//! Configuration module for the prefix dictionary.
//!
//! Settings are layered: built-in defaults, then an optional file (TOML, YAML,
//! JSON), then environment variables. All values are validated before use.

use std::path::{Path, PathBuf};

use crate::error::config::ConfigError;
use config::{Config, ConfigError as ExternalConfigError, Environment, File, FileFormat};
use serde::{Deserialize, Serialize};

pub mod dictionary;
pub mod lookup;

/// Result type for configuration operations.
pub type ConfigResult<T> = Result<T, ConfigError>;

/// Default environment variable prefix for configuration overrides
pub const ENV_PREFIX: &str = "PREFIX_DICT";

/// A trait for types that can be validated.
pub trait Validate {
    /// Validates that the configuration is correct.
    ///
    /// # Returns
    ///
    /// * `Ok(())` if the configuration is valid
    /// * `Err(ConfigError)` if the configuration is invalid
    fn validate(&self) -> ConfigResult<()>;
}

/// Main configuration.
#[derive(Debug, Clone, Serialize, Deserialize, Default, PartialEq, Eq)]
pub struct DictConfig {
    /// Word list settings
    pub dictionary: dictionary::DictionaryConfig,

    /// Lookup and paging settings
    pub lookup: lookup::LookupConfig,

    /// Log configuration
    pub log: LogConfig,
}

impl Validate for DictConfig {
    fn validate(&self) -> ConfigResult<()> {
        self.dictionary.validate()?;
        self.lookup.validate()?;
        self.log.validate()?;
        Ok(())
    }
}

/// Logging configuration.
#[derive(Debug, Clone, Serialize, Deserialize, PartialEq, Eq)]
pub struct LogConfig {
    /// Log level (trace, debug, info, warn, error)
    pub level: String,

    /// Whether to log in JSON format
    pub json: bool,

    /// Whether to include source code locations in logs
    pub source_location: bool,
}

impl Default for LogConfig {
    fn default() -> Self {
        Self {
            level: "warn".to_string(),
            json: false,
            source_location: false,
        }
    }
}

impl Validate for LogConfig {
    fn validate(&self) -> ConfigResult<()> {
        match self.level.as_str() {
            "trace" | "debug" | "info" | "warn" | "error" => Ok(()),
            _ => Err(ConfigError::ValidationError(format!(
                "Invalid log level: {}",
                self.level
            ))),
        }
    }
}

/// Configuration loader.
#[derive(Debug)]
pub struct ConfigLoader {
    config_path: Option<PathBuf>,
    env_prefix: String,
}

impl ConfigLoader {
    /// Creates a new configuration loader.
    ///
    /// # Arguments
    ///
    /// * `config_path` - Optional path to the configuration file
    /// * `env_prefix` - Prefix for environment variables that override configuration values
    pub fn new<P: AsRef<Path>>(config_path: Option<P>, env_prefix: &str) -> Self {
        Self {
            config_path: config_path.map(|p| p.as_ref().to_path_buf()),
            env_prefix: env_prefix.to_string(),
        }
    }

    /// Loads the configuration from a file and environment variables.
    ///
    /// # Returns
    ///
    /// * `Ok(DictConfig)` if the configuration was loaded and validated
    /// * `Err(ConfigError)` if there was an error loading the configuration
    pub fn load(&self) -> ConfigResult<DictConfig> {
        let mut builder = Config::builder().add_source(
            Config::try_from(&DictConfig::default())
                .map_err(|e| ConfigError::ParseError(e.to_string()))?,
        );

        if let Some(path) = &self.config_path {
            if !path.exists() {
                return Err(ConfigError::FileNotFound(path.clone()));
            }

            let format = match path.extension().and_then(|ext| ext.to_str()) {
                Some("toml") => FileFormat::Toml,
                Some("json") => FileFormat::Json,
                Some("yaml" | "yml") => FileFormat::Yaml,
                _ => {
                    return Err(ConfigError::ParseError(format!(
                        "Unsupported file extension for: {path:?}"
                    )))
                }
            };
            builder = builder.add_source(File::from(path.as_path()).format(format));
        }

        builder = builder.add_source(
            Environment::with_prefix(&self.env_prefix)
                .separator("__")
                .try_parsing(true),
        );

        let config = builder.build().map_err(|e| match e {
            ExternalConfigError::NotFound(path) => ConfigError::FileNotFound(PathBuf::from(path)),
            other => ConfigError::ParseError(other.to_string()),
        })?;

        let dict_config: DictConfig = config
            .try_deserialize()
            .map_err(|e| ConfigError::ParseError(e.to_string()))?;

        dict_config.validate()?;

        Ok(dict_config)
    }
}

• Brief: Could you write out all the data exactly as it is given?

• Expected answer:
//! Configuration module for the prefix dictionary.
//!
//! Settings are layered: built-in defaults, then an optional file (TOML, YAML,
//! JSON), then environment variables. All values are validated before use.

use std::path::{Path, PathBuf};

use crate::error::config::ConfigError;
use config::{Config, ConfigError as ExternalConfigError, Environment, File, FileFormat};
use serde::{Deserialize, Serialize};

pub mod dictionary;
pub mod lookup;

/// Result type for configuration operations.
pub type ConfigResult<T> = Result<T, ConfigError>;

/// Default environment variable prefix for configuration overrides
pub const ENV_PREFIX: &str = "PREFIX_DICT";

/// A trait for types that can be validated.
pub trait Validate {
    /// Validates that the configuration is correct.
    ///
    /// # Returns
    ///
    /// * `Ok(())` if the configuration is valid
    /// * `Err(ConfigError)` if the configuration is invalid
    fn validate(&self) -> ConfigResult<()>;
}

/// Main configuration.
#[derive(Debug, Clone, Serialize, Deserialize, Default, PartialEq, Eq)]
pub struct DictConfig {
    /// Word list settings
    pub dictionary: dictionary::DictionaryConfig,

    /// Lookup and paging settings
    pub lookup: lookup::LookupConfig,

    /// Log configuration
    pub log: LogConfig,
}

impl Validate for DictConfig {
    fn validate(&self) -> ConfigResult<()> {
        self.dictionary.validate()?;
        self.lookup.validate()?;
        self.log.validate()?;
        Ok(())
    }
}

/// Logging configuration.
#[derive(Debug, Clone, Serialize, Deserialize, PartialEq, Eq)]
pub struct LogConfig {
    /// Log level (trace, debug, info, warn, error)
    pub level: String,

    /// Whether to log in JSON format
    pub json: bool,

    /// Whether to include source code locations in logs
    pub source_location: bool,
}

impl Default for LogConfig {
    fn default() -> Self {
        Self {
            level: "warn".to_string(),
            json: false,
            source_location: false,
        }
    }
}

impl Validate for LogConfig {
    fn validate(&self) -> ConfigResult<()> {
        match self.level.as_str() {
            "trace" | "debug" | "info" | "warn" | "error" => Ok(()),
            _ => Err(ConfigError::ValidationError(format!(
                "Invalid log level: {}",
                self.level
            ))),
        }
    }
}

/// Configuration loader.
#[derive(Debug)]
pub struct ConfigLoader {
    config_path: Option<PathBuf>,
    env_prefix: String,
}

impl ConfigLoader {
    /// Creates a new configuration loader.
    ///
    /// # Arguments
    ///
    /// * `config_path` - Optional path to the configuration file
    /// * `env_prefix` - Prefix for environment variables that override configuration values
    pub fn new<P: AsRef<Path>>(config_path: Option<P>, env_prefix: &str) -> Self {
        Self {
            config_path: config_path.map(|p| p.as_ref().to_path_buf()),
            env_prefix: env_prefix.to_string(),
        }
    }

    /// Loads the configuration from a file and environment variables.
    ///
    /// # Returns
    ///
    /// * `Ok(DictConfig)` if the configuration was loaded and validated
    /// * `Err(ConfigError)` if there was an error loading the configuration
    pub fn load(&self) -> ConfigResult<DictConfig> {
        let mut builder = Config::builder().add_source(
            Config::try_from(&DictConfig::default())
                .map_err(|e| ConfigError::ParseError(e.to_string()))?,
        );

        if let Some(path) = &self.config_path {
            if !path.exists() {
                return Err(ConfigError::FileNotFound(path.clone()));
            }

            let format = match path.extension().and_then(|ext| ext.to_str()) {
                Some("toml") => FileFormat::Toml,
                Some("json") => FileFormat::Json,
                Some("yaml" | "yml") => FileFormat::Yaml,
                _ => {
                    return Err(ConfigError::ParseError(format!(
                        "Unsupported file extension for: {path:?}"
                    )))
                }
            };
            builder = builder.add_source(File::from(path.as_path()).format(format));
        }

        builder = builder.add_source(
            Environment::with_prefix(&self.env_prefix)
                .separator("__")
                .try_parsing(true),
        );

        let config = builder.build().map_err(|e| match e {
            ExternalConfigError::NotFound(path) => ConfigError::FileNotFound(PathBuf::from(path)),
            other => ConfigError::ParseError(other.to_string()),
        })?;

        let dict_config: DictConfig = config
            .try_deserialize()
            .map_err(|e| ConfigError::ParseError(e.to_string()))?;

        dict_config.validate()?;

        Ok(dict_config)
    }
}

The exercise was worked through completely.